Complainant argues that the disputed domain name was used legitimately when originally registered in 1996 but that upon transition to Privacyprotect.org, the registration and use of the disputed domain name has been in bad faith. Complainant submits that the inactivity of the page is evidence that the disputed domain name was registered primarily to prevent Complainant or others from registering it.

Registration and use in bad faith are shown where no evidence of prior use by a respondent exists and the evidence demonstrates a deliberate intent to trade on the good will of a complainant. See Madonna Ciccone, p/k/a Madonna v. Dan Parisi and “Madonna.com”, WIPO Case No. D2000-0847.

Respondent has been the owner of the disputed domain name since its registration in 1996. Respondent has made actual use in connection with its online exhibition database throughout that period, making the use bona fide. Respondent asserts that the disputed domain name is temporarily unavailable because it is making technical modifications to the web page. Respondent demonstrates that it was not making a deliberate infringement of Complainant’s trademark rights. By showing prior use and no deliberate intent to trade on the good will of Complainant, Respondent has not registered and used the disputed domain name in bad faith.

Respondent’s use of a privacy service does not support a finding of registration and use in bad faith.

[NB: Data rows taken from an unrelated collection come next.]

//! vein: serves controller pages and static files.
//!
//! # Architecture Overview
//!
//! ```text
//!                 ┌───────────────────────────────────────────────┐
//!                 │                     VEIN                      │
//!   Client        │  ┌──────────┐   ┌──────────┐   ┌───────────┐  │
//!   ──────────────┼─▶│   net    │──▶│  http    │──▶│  routing  │  │
//!                 │  │ listener │   │ worker N │   │  router   │  │
//!                 │  └──────────┘   └──────────┘   └─────┬─────┘  │
//!                 │                          ┌───────────┴──────┐ │
//!                 │                          ▼                  ▼ │
//!                 │                   ┌────────────┐   ┌────────┐ │
//!                 │                   │ controller │   │ static │ │
//!                 │                   │  + html    │   │ files  │ │
//!                 │                   └────────────┘   └────────┘ │
//!                 │  config · observability · lifecycle           │
//!                 └───────────────────────────────────────────────┘
//! ```

use std::path::PathBuf;

use clap::Parser;
use vein::config::{loader::read_config, validate_config, ServerConfig};
use vein::http::HttpServer;
use vein::lifecycle::{shutdown_signal, Shutdown};
use vein::observability::{logging, metrics};
use vein::site::site_router;

#[derive(Parser)]
#[command(name = "vein")]
#[command(about = "Serve controller pages and static files", long_about = None)]
struct Cli {
    /// TOML configuration file
    #[arg(short, long)]
    config: Option<PathBuf>,

    /// Override listener.bind_address
    #[arg(short, long)]
    bind: Option<String>,

    /// Override site.public_root
    #[arg(short, long)]
    root: Option<PathBuf>,

    /// Override listener.workers
    #[arg(short, long)]
    workers: Option<usize>,
}

fn main() -> Result<(), Box<dyn std::error::Error>> {
    let cli = Cli::parse();

    let mut config = match &cli.config {
        Some(path) => read_config(path)?,
        None => ServerConfig::default(),
    };
    if let Some(bind) = cli.bind {
        config.listener.bind_address = bind;
    }
    if let Some(root) = cli.root {
        config.site.public_root = root;
    }
    if let Some(workers) = cli.workers {
        config.listener.workers = workers;
    }

    logging::init_logging(&config.observability);
    tracing::info!("vein v{} starting", env!("CARGO_PKG_VERSION"));

    if let Err(errors) = validate_config(&config) {
        for error in &errors {
            tracing::error!(error = %error, "Invalid configuration");
        }
        return Err(format!("{} configuration error(s)", errors.len()).into());
    }

    tracing::info!(
        bind_address = %config.listener.bind_address,
        workers = config.listener.workers,
        public_root = %config.site.public_root.display(),
        request_timeout_secs = config.timeouts.request_secs,
        "Configuration loaded"
    );

    if config.observability.metrics_enabled {
        if let Ok(addr) = config.observability.metrics_address.parse() {
            metrics::init_metrics(addr);
        }
    }

    let router = site_router(&config)?;
    let listener = vein::net::bind(&config.listener)?;

    let shutdown = Shutdown::new();
    let handle = HttpServer::new(config, router).spawn(listener, &shutdown)?;

    tokio::runtime::Builder::new_current_thread()
        .enable_all()
        .build()?
        .block_on(shutdown_signal());

    shutdown.trigger();
    handle.join()?;

    tracing::info!("Shutdown complete");
    Ok(())
}
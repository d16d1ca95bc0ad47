//! Request-target validation.
//!
//! # Responsibilities
//! - Reject empty and non-absolute targets
//! - Reject `..` path segments before anything touches the filesystem
//! - Parse the target into a URL for controllers and file lookup
//!
//! # Design Decisions
//! - The `..` check runs on the raw target, because URL parsing would
//!   silently resolve dot segments away
//! - Percent-encoded dots and backslash separators count as well

use thiserror::Error;
use url::Url;

/// Why a target was refused.
#[derive(Debug, Error, PartialEq, Eq)]
pub enum TargetError {
    #[error("Illegal request-target")]
    Illegal,

    #[error("request-target contains a \"..\" segment")]
    Traversal,
}

/// A validated origin-form request target.
#[derive(Debug, Clone)]
pub struct RequestTarget {
    raw: String,
    url: Url,
}

impl RequestTarget {
    pub fn parse(target: &str) -> Result<Self, TargetError> {
        if !target.starts_with('/') {
            return Err(TargetError::Illegal);
        }

        let (path, query) = match target.split_once('?') {
            Some((path, query)) => (path, Some(query)),
            None => (target, None),
        };
        if has_parent_segment(path) {
            return Err(TargetError::Traversal);
        }

        let mut url = Url::parse("http://localhost/").map_err(|_| TargetError::Illegal)?;
        url.set_path(path);
        url.set_query(query);

        Ok(Self {
            raw: target.to_string(),
            url,
        })
    }

    /// The target exactly as received.
    pub fn as_str(&self) -> &str {
        &self.raw
    }

    pub fn url(&self) -> &Url {
        &self.url
    }

    /// Percent-encoded path; the key for controller lookup.
    pub fn path(&self) -> &str {
        self.url.path()
    }
}

fn has_parent_segment(path: &str) -> bool {
    path.split(['/', '\\'])
        .any(|segment| segment.to_ascii_lowercase().replace("%2e", ".") == "..")
}

#[cfg(test)]
mod tests {
    use super::*;

    #[test]
    fn test_accepts_origin_form() {
        let target = RequestTarget::parse("/search?q=a+b").unwrap();
        assert_eq!(target.path(), "/search");
        assert_eq!(target.url().query(), Some("q=a+b"));
        assert_eq!(target.as_str(), "/search?q=a+b");
    }

    #[test]
    fn test_rejects_empty_and_relative() {
        assert_eq!(RequestTarget::parse("").unwrap_err(), TargetError::Illegal);
        assert_eq!(RequestTarget::parse("index.html").unwrap_err(), TargetError::Illegal);
        assert_eq!(
            RequestTarget::parse("http://example.com/").unwrap_err(),
            TargetError::Illegal
        );
    }

    #[test]
    fn test_rejects_parent_segments() {
        for target in [
            "/../etc/passwd",
            "/a/../../b",
            "/a/..",
            "/%2e%2e/secret",
            "/.%2E/secret",
            "/a\\..\\b",
        ] {
            assert_eq!(
                RequestTarget::parse(target).unwrap_err(),
                TargetError::Traversal,
                "{target}"
            );
        }
    }

    #[test]
    fn test_dots_inside_names_are_fine() {
        assert!(RequestTarget::parse("/archive..2024.txt").is_ok());
        assert!(RequestTarget::parse("/.well-known/x").is_ok());
        // Only the path is checked.
        assert!(RequestTarget::parse("/search?q=..").is_ok());
    }
}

Again, Respondent is the same entity that originally registered the disputed domain name in 1996 and has made continuous use until June of 2013. Complainant has even admitted that the use of the disputed domain as originally registered was a legitimate use.

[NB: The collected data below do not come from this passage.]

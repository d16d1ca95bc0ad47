//! Configuration validation.
//!
//! # Responsibilities
//! - Semantic validation (serde handles syntactic)
//! - Validate value ranges (workers > 0, timeouts > 0, addresses parse)
//! - Check the static root exists and the canonical origin is an absolute
//!   http(s) URL
//!
//! # Design Decisions
//! - Returns all validation errors, not just first
//! - Validation is pure function: ServerConfig → Result<(), Vec<ValidationError>>
//!   (apart from checking the static root on disk)
//! - Runs before config is accepted into the system

use std::net::SocketAddr;
use std::path::PathBuf;

use thiserror::Error;
use url::Url;

use crate::config::schema::ServerConfig;

/// A single semantic problem with a configuration.
#[derive(Debug, Error, PartialEq, Eq)]
pub enum ValidationError {
    #[error("listener.bind_address {0:?} is not a socket address")]
    InvalidBindAddress(String),

    #[error("listener.workers must be at least 1")]
    NoWorkers,

    #[error("site.public_root {0:?} is not a directory")]
    MissingPublicRoot(PathBuf),

    #[error("site.canonical_origin {value:?} is invalid: {reason}")]
    InvalidCanonicalOrigin { value: String, reason: String },

    #[error("timeouts.request_secs must be greater than 0")]
    ZeroRequestTimeout,

    #[error("observability.metrics_address {0:?} is not a socket address")]
    InvalidMetricsAddress(String),
}

/// Check `config`, collecting every problem found.
pub fn validate_config(config: &ServerConfig) -> Result<(), Vec<ValidationError>> {
    let mut errors = Vec::new();

    if config.listener.bind_address.parse::<SocketAddr>().is_err() {
        errors.push(ValidationError::InvalidBindAddress(
            config.listener.bind_address.clone(),
        ));
    }
    if config.listener.workers == 0 {
        errors.push(ValidationError::NoWorkers);
    }

    if !config.site.public_root.is_dir() {
        errors.push(ValidationError::MissingPublicRoot(
            config.site.public_root.clone(),
        ));
    }
    if let Some(origin) = &config.site.canonical_origin {
        if let Err(reason) = check_origin(origin) {
            errors.push(ValidationError::InvalidCanonicalOrigin {
                value: origin.clone(),
                reason,
            });
        }
    }

    if config.timeouts.request_secs == 0 {
        errors.push(ValidationError::ZeroRequestTimeout);
    }

    if config.observability.metrics_enabled
        && config.observability.metrics_address.parse::<SocketAddr>().is_err()
    {
        errors.push(ValidationError::InvalidMetricsAddress(
            config.observability.metrics_address.clone(),
        ));
    }

    if errors.is_empty() {
        Ok(())
    } else {
        Err(errors)
    }
}

fn check_origin(origin: &str) -> Result<(), String> {
    let url = Url::parse(origin).map_err(|e| e.to_string())?;
    match url.scheme() {
        "http" | "https" => {}
        other => return Err(format!("unsupported scheme {other:?}")),
    }
    if url.host().is_none() {
        return Err("missing host".to_string());
    }
    Ok(())
}

#[cfg(test)]
mod tests {
    use super::*;

    fn valid() -> (tempfile::TempDir, ServerConfig) {
        let root = tempfile::tempdir().unwrap();
        let mut config = ServerConfig::default();
        config.site.public_root = root.path().to_path_buf();
        (root, config)
    }

    #[test]
    fn test_default_with_existing_root_is_valid() {
        let (_root, config) = valid();
        assert_eq!(validate_config(&config), Ok(()));
    }

    #[test]
    fn test_collects_every_error() {
        let (_root, mut config) = valid();
        config.listener.bind_address = "not-an-address".into();
        config.listener.workers = 0;
        config.timeouts.request_secs = 0;
        config.observability.metrics_enabled = true;
        config.observability.metrics_address = "nope".into();

        let errors = validate_config(&config).unwrap_err();
        assert_eq!(
            errors,
            vec![
                ValidationError::InvalidBindAddress("not-an-address".into()),
                ValidationError::NoWorkers,
                ValidationError::ZeroRequestTimeout,
                ValidationError::InvalidMetricsAddress("nope".into()),
            ]
        );
    }

    #[test]
    fn test_canonical_origin_checks() {
        let (_root, mut config) = valid();

        config.site.canonical_origin = Some("https://example.com".into());
        assert!(validate_config(&config).is_ok());

        config.site.canonical_origin = Some("/relative".into());
        assert!(validate_config(&config).is_err());

        config.site.canonical_origin = Some("ftp://example.com".into());
        let errors = validate_config(&config).unwrap_err();
        assert!(matches!(
            &errors[0],
            ValidationError::InvalidCanonicalOrigin { reason, .. } if reason.contains("ftp")
        ));
    }

    #[test]
    fn test_missing_root() {
        let mut config = ServerConfig::default();
        config.site.public_root = PathBuf::from("/no/such/public/root");
        assert_eq!(
            validate_config(&config),
            Err(vec![ValidationError::MissingPublicRoot(config.site.public_root.clone())])
        );
    }
}
//! Request identification.
//!
//! # Responsibilities
//! - Generate a unique request ID (UUID v4) for every request
//! - Propagate the ID back to the client on the response
//!
//! # Design Decisions
//! - Request ID added as early as possible for tracing
//! - An ID supplied by the client in `x-request-id` is kept

use axum::http::{HeaderName, HeaderValue, Request};
use tower_http::request_id::{MakeRequestId, RequestId};
use uuid::Uuid;

/// Header carrying the request ID.
pub const X_REQUEST_ID: &str = "x-request-id";

pub fn request_id_header() -> HeaderName {
    HeaderName::from_static(X_REQUEST_ID)
}

/// Issues a fresh UUID v4 per request.
#[derive(Debug, Clone, Copy, Default)]
pub struct MakeRequestUuid;

impl MakeRequestId for MakeRequestUuid {
    fn make_request_id<B>(&mut self, _request: &Request<B>) -> Option<RequestId> {
        let id = Uuid::new_v4().to_string();
        HeaderValue::from_str(&id).ok().map(RequestId::new)
    }
}

/// The request ID of `request` as a string, or `"unknown"`.
pub fn request_id<B>(request: &Request<B>) -> &str {
    request
        .headers()
        .get(X_REQUEST_ID)
        .and_then(|v| v.to_str().ok())
        .unwrap_or("unknown")
}

#[cfg(test)]
mod tests {
    use super::*;
    use axum::body::Body;

    #[test]
    fn test_ids_are_uuids_and_unique() {
        let request = Request::new(Body::empty());
        let mut make = MakeRequestUuid;
        let a = make.make_request_id(&request).unwrap();
        let b = make.make_request_id(&request).unwrap();

        let a = a.header_value().to_str().unwrap();
        assert!(Uuid::parse_str(a).is_ok());
        assert_ne!(a, b.header_value().to_str().unwrap());
    }

    #[test]
    fn test_request_id_lookup() {
        let request = Request::builder()
            .header(X_REQUEST_ID, "abc")
            .body(Body::empty())
            .unwrap();
        assert_eq!(request_id(&request), "abc");
        assert_eq!(request_id(&Request::new(Body::empty())), "unknown");
    }
}
//! Metrics collection and exposition.
//!
//! # Metrics
//! - `vein_requests_total` (counter): requests by kind (page, file, rejected) and status
//! - `vein_dispatch_total` (counter): controller dispatches by outcome
//!   (form, default, unhandled, error)
//! - `vein_page_forks_total` (counter): master pages forked into a worker

use std::net::SocketAddr;

use metrics_exporter_prometheus::PrometheusBuilder;

/// Install the Prometheus recorder and its scrape endpoint on `addr`.
pub fn init_metrics(addr: SocketAddr) {
    match PrometheusBuilder::new().with_http_listener(addr).install() {
        Ok(()) => tracing::info!(address = %addr, "Metrics endpoint listening"),
        Err(e) => tracing::error!(address = %addr, error = %e, "Failed to install metrics exporter"),
    }
}

pub fn record_request(kind: &'static str, status: u16) {
    ::metrics::counter!("vein_requests_total", "kind" => kind, "status" => status.to_string()).increment(1);
}

pub fn record_dispatch(outcome: &'static str) {
    ::metrics::counter!("vein_dispatch_total", "outcome" => outcome).increment(1);
}

pub fn record_page_fork() {
    ::metrics::counter!("vein_page_forks_total").increment(1);
}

An overriding objective of the Policy is to curb the abusive registration of domain names in circumstances where the registrant is seeking to profit from and exploit the trademark of another. See Match.com, LP v. Bill Zag and NWLAWS.ORG, WIPO Case No. D2004-0230.

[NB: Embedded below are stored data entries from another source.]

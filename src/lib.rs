//! Server-side HTML pages and static files over a multi-worker HTTP server.

pub mod config;
pub mod controller;
pub mod html;
pub mod http;
pub mod lifecycle;
pub mod net;
pub mod observability;
pub mod routing;
pub mod site;

pub use config::schema::ServerConfig;
pub use controller::{callback, Controller, WorkerContext};
pub use html::{Page, Tag, TagType};
pub use http::HttpServer;
pub use lifecycle::Shutdown;
pub use routing::Router;
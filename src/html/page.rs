//! A tag tree paired with its index.

use thiserror::Error;
use url::Url;

use crate::controller::Callback;
use crate::html::document::{form_action_key, Document, StructureError, TagPath};
use crate::html::tag::{RenderError, Tag, TagType};

/// Literal prefix of every rendered page.
pub const DOCTYPE: &str = "<!DOCTYPE html>\n";

/// Errors from [`Page::set_link_rel_canonical`].
#[derive(Debug, Error)]
pub enum CanonicalError {
    #[error(transparent)]
    Structure(#[from] StructureError),

    #[error("canonical target {0:?} is relative and no canonical origin is configured")]
    NoOrigin(String),

    #[error("invalid canonical target {target:?}: {source}")]
    Parse {
        target: String,
        source: url::ParseError,
    },
}

/// An indexed tag tree.
///
/// Controllers keep one installed page as their master copy and hand each
/// worker a [`fork`](Page::fork) of it to mutate while serving requests.
///
/// Handing out `&mut Tag` marks the index stale, since the caller may move
/// or insert content. Lookups on a stale page search the tree directly and
/// every index-backed setter rebuilds the index first.
#[derive(Debug, Clone)]
pub struct Page {
    root: Tag,
    index: Document,
    stale: bool,
    canonical_origin: Option<Url>,
}

impl Page {
    /// Take ownership of `root` and index it.
    pub fn install(mut root: Tag) -> Result<Self, StructureError> {
        let index = Document::build(&mut root)?;
        Ok(Self {
            root,
            index,
            stale: false,
            canonical_origin: None,
        })
    }

    /// Rebuild the index if tags were handed out mutably since the last
    /// build. The default callback carries over.
    pub fn refresh(&mut self) -> Result<(), StructureError> {
        if !self.stale {
            return Ok(());
        }
        let mut index = Document::build(&mut self.root)?;
        if let Some(default) = self.index.default_callback() {
            index.set_default_callback(default.clone());
        }
        self.index = index;
        self.stale = false;
        tracing::trace!("Page index rebuilt");
        Ok(())
    }

    pub fn is_stale(&self) -> bool {
        self.stale
    }

    /// Deep copy of the tree, its index and its default callback.
    ///
    /// Callbacks are shared with the original, not duplicated.
    pub fn fork(&self) -> Self {
        self.clone()
    }

    pub fn root(&self) -> &Tag {
        &self.root
    }

    /// The index as of the last build; see [`refresh`](Page::refresh).
    pub fn index(&self) -> &Document {
        &self.index
    }

    pub(crate) fn index_mut(&mut self) -> &mut Document {
        &mut self.index
    }

    pub fn canonical_origin(&self) -> Option<&Url> {
        self.canonical_origin.as_ref()
    }

    pub(crate) fn set_canonical_origin(&mut self, origin: Option<Url>) {
        self.canonical_origin = origin;
    }

    pub fn tag(&self, path: &TagPath) -> Option<&Tag> {
        path.resolve(&self.root)
    }

    pub fn tag_mut(&mut self, path: &TagPath) -> Option<&mut Tag> {
        self.stale = true;
        path.resolve_mut(&mut self.root)
    }

    pub fn tag_by_id(&self, id: &str) -> Option<&Tag> {
        self.id_path(id).and_then(|p| p.resolve(&self.root))
    }

    pub fn tag_by_id_mut(&mut self, id: &str) -> Option<&mut Tag> {
        let path = self.id_path(id)?;
        self.tag_mut(&path)
    }

    pub fn tag_by_name(&self, name: &str) -> Option<&Tag> {
        self.name_path(name).and_then(|p| p.resolve(&self.root))
    }

    pub fn tag_by_name_mut(&mut self, name: &str) -> Option<&mut Tag> {
        let path = self.name_path(name)?;
        self.tag_mut(&path)
    }

    /// Position of the form answering requests for `action`.
    pub fn form_path(&self, action: &str) -> Option<TagPath> {
        if self.stale {
            TagPath::find(&self.root, |tag| {
                tag.kind() == TagType::Form && form_action_key(tag.attr_str("action")) == action
            })
        } else {
            self.index.by_form_action(action).cloned()
        }
    }

    /// The form answering requests for `action`.
    pub fn form_for_action(&self, action: &str) -> Option<&Tag> {
        self.form_path(action).and_then(|p| p.resolve(&self.root))
    }

    /// Set the `value` attribute of the tag named `name`. Returns false if
    /// no such tag exists. Leaves the index valid.
    pub fn set_value_by_name(&mut self, name: &str, value: impl Into<String>) -> bool {
        let Some(path) = self.name_path(name) else {
            return false;
        };
        match path.resolve_mut(&mut self.root) {
            Some(tag) => {
                tag.set_attr("value", value.into());
                true
            }
            None => false,
        }
    }

    /// Attach `callback` to the tag with the given id. Leaves the index valid.
    pub fn set_callback_by_id(&mut self, id: &str, callback: Callback) -> Result<(), StructureError> {
        let path = self
            .id_path(id)
            .ok_or_else(|| StructureError::UnknownId(id.to_string()))?;
        let tag = path
            .resolve_mut(&mut self.root)
            .ok_or_else(|| StructureError::UnknownId(id.to_string()))?;
        tag.set_callback(callback);
        Ok(())
    }

    fn id_path(&self, id: &str) -> Option<TagPath> {
        if self.stale {
            TagPath::find(&self.root, |tag| tag.attr_str("id") == Some(id))
        } else {
            self.index.by_id(id).cloned()
        }
    }

    fn name_path(&self, name: &str) -> Option<TagPath> {
        if self.stale {
            TagPath::find(&self.root, |tag| tag.attr_str("name") == Some(name))
        } else {
            self.index.by_name(name).cloned()
        }
    }

    /// Full page markup: doctype followed by the root element.
    pub fn render(&self) -> Result<String, RenderError> {
        let body = self.root.serialize()?;
        Ok(format!("{DOCTYPE}{body}"))
    }

    pub fn set_title(&mut self, title: impl Into<String>) -> Result<(), StructureError> {
        self.refresh()?;
        let path = self
            .index
            .title()
            .ok_or(StructureError::MissingSingleton("title"))?;
        let tag = path
            .resolve_mut(&mut self.root)
            .ok_or(StructureError::MissingSingleton("title"))?;
        tag.set_text(title);
        Ok(())
    }

    pub fn set_description(&mut self, description: impl Into<String>) -> Result<(), StructureError> {
        self.refresh()?;
        let path = self
            .index
            .description()
            .ok_or(StructureError::MissingSingleton("description"))?;
        let tag = path
            .resolve_mut(&mut self.root)
            .ok_or(StructureError::MissingSingleton("description"))?;
        tag.set_attr("content", description.into());
        Ok(())
    }

    /// Point the canonical link at `target`.
    ///
    /// Relative targets resolve against the canonical origin. Only the path
    /// and query of the result are kept; the fragment is dropped.
    pub fn set_link_rel_canonical(&mut self, target: &str) -> Result<(), CanonicalError> {
        let href = self.canonical_href(target)?;
        self.refresh()?;
        let path = self
            .index
            .canonical()
            .ok_or(StructureError::MissingSingleton("canonical link"))?;
        let tag = path
            .resolve_mut(&mut self.root)
            .ok_or(StructureError::MissingSingleton("canonical link"))?;
        tag.set_attr("href", href.to_string());
        Ok(())
    }

    fn canonical_href(&self, target: &str) -> Result<Url, CanonicalError> {
        let parse_err = |source| CanonicalError::Parse {
            target: target.to_string(),
            source,
        };

        let Some(origin) = &self.canonical_origin else {
            return match Url::parse(target) {
                Ok(mut url) => {
                    url.set_fragment(None);
                    Ok(url)
                }
                Err(url::ParseError::RelativeUrlWithoutBase) => {
                    Err(CanonicalError::NoOrigin(target.to_string()))
                }
                Err(e) => Err(parse_err(e)),
            };
        };

        let resolved = origin.join(target).map_err(parse_err)?;
        let mut href = origin.clone();
        href.set_path(resolved.path());
        href.set_query(resolved.query());
        href.set_fragment(None);
        Ok(href)
    }
}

The circumstances presented here do not support the kind of exploitive registration and use necessary to find bad faith. Use of a privacy service in and of itself is not evidence of bad faith, and none of the circumstantial indicia point to Respondent’s registration as a means to prevent Complainant’s ownership of the domain name or to disrupt Complainant’s business. Respondent has made actual bona fide use of the disputed domain name.

So, Complainant has not satisfied its burden of proving Respondent’s registration and use of the disputed domain name in bad faith under paragraph 4(a)(iii) of the Policy.

D. Reverse Domain Name Hijacking

“Reverse domain name hijacking” is defined in the Rules as “using the Policy in bad faith to attempt to deprive a registered domain name holder of a domain name.” The onus of proving that a complainant has acted in bad faith is on the respondent, and mere lack of success of the complaint is not itself sufficient to constitute reverse domain name hijacking. Jazeera Space Channel TV Station v. AJ Publishing aka Aljazeera Publishing, WIPO Case No. D2005-0309.

The Panel is not persuaded that the circumstances of this case justify a finding or reverse domain name hijacking. Respondent does no more than assert that Complainant’s failure to prove that Respondent registered and used the disputed domain name in bad faith obliges a finding of reverse domain name hijacking. The Panel disagrees. Complainant has trademark rights in its name and a colorable, but ultimately unsuccessful claim. The failure to prevail does not equate with bad faith.

7. Decision

For the foregoing reasons, the Complaint is denied. Respondent's request for a finding of reverse domain name hijacking is also denied.